Oyster mushrooms, so called that for their odd resemblance in sight, taste, and smell to the seafood, and other specialty mushrooms have been increasingly in demand. In Central Guatemala, Asociación Visión Maya, or the Maya Vision Association has been successfully producing these mushrooms for ten years, but asked Farmer-to-Farmer to help them develop their skills and create recommendations for better practices.
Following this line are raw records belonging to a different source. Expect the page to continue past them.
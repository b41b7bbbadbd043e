//! Reusable TUI widgets

pub mod editor;

pub use editor::LineEditor;
//! Path management
//!
//! Resolves where settings and the log file live.
//!
//! ## Path Resolution Order
//!
//! 1. `MONEYDECK_DATA_DIR` environment variable (if set)
//! 2. Platform config directory via `directories` (Linux:
//!    `~/.config/moneydeck`, macOS: `~/Library/Application Support/moneydeck`,
//!    Windows: `%APPDATA%\moneydeck`)

use std::path::{Path, PathBuf};

use directories::ProjectDirs;

use crate::error::DeckError;

/// Manages all paths used by the dashboard
#[derive(Debug, Clone)]
pub struct DeckPaths {
    /// Base directory for settings and logs
    base_dir: PathBuf,
}

impl DeckPaths {
    /// Resolve the base directory
    ///
    /// `MONEYDECK_DATA_DIR` wins when set; otherwise the platform config
    /// directory is used.
    ///
    /// # Errors
    ///
    /// Returns an error if no home directory can be determined.
    pub fn new() -> Result<Self, DeckError> {
        let base_dir = if let Ok(custom) = std::env::var("MONEYDECK_DATA_DIR") {
            PathBuf::from(custom)
        } else {
            let dirs = ProjectDirs::from("", "", "moneydeck").ok_or_else(|| {
                DeckError::Config("Could not determine a config directory".into())
            })?;
            dirs.config_dir().to_path_buf()
        };

        Ok(Self { base_dir })
    }

    /// Create DeckPaths with a custom base directory (useful for testing)
    pub fn with_base_dir(base_dir: PathBuf) -> Self {
        Self { base_dir }
    }

    /// Get the base directory
    pub fn base_dir(&self) -> &Path {
        &self.base_dir
    }

    /// Get the path to the settings file
    pub fn settings_file(&self) -> PathBuf {
        self.base_dir.join("config.json")
    }

    /// Get the path to the session log
    pub fn log_file(&self) -> PathBuf {
        self.base_dir.join("moneydeck.log")
    }

    /// Ensure the base directory exists
    pub fn ensure_directories(&self) -> Result<(), DeckError> {
        std::fs::create_dir_all(&self.base_dir)
            .map_err(|e| DeckError::Io(format!("Failed to create base directory: {}", e)))?;
        Ok(())
    }
}

#[cfg(test)]
mod tests {
    use super::*;
    use tempfile::TempDir;

    #[test]
    fn test_custom_base_dir() {
        let temp_dir = TempDir::new().unwrap();
        let paths = DeckPaths::with_base_dir(temp_dir.path().to_path_buf());

        assert_eq!(paths.base_dir(), temp_dir.path());
        assert_eq!(paths.settings_file(), temp_dir.path().join("config.json"));
        assert_eq!(paths.log_file(), temp_dir.path().join("moneydeck.log"));
    }

    #[test]
    fn test_env_var_override() {
        let temp_dir = TempDir::new().unwrap();
        let custom_path = temp_dir.path().to_str().unwrap();

        std::env::set_var("MONEYDECK_DATA_DIR", custom_path);

        let paths = DeckPaths::new().unwrap();
        assert_eq!(paths.base_dir(), temp_dir.path());

        std::env::remove_var("MONEYDECK_DATA_DIR");
    }

    #[test]
    fn test_ensure_directories() {
        let temp_dir = TempDir::new().unwrap();
        let base = temp_dir.path().join("nested").join("moneydeck");
        let paths = DeckPaths::with_base_dir(base.clone());

        paths.ensure_directories().unwrap();

        assert!(base.exists());
    }
}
|Participants testing, preparing, and inoculating spawn|
Without the proper supplies, Guatemala’s mushroom farmers have been industrious and inventive in their efforts- for example, without petri dishes readily available, they use old baby food jars instead. Maya Vision Association farmers have been growing oyster mushrooms fairly successfully for the past ten years; however, their production has been hindered by the lack of technical skills and knowledge necessary to maintain appropriate growing conditions, as well as the undependable availability of high-quality mushroom spawn (the material used to carry the vegetative part of the fungus, called the mycelium, so that the mushroom can be transported and stored). Drs. Cotter and Hameed set up experiments to test various ways to improve yields, and taught what methods and what facilities are necessary in order to produce spawn. They also visited the growers' production houses in order to give feedback for general improvements and the reduction of losses due to contamination and poor environmental conditions. Over the course of the week, their participants successfully prepared and inoculated spawn in three different varieties, enough to start their own strain library, which will remove their dependence on external sources of spawn.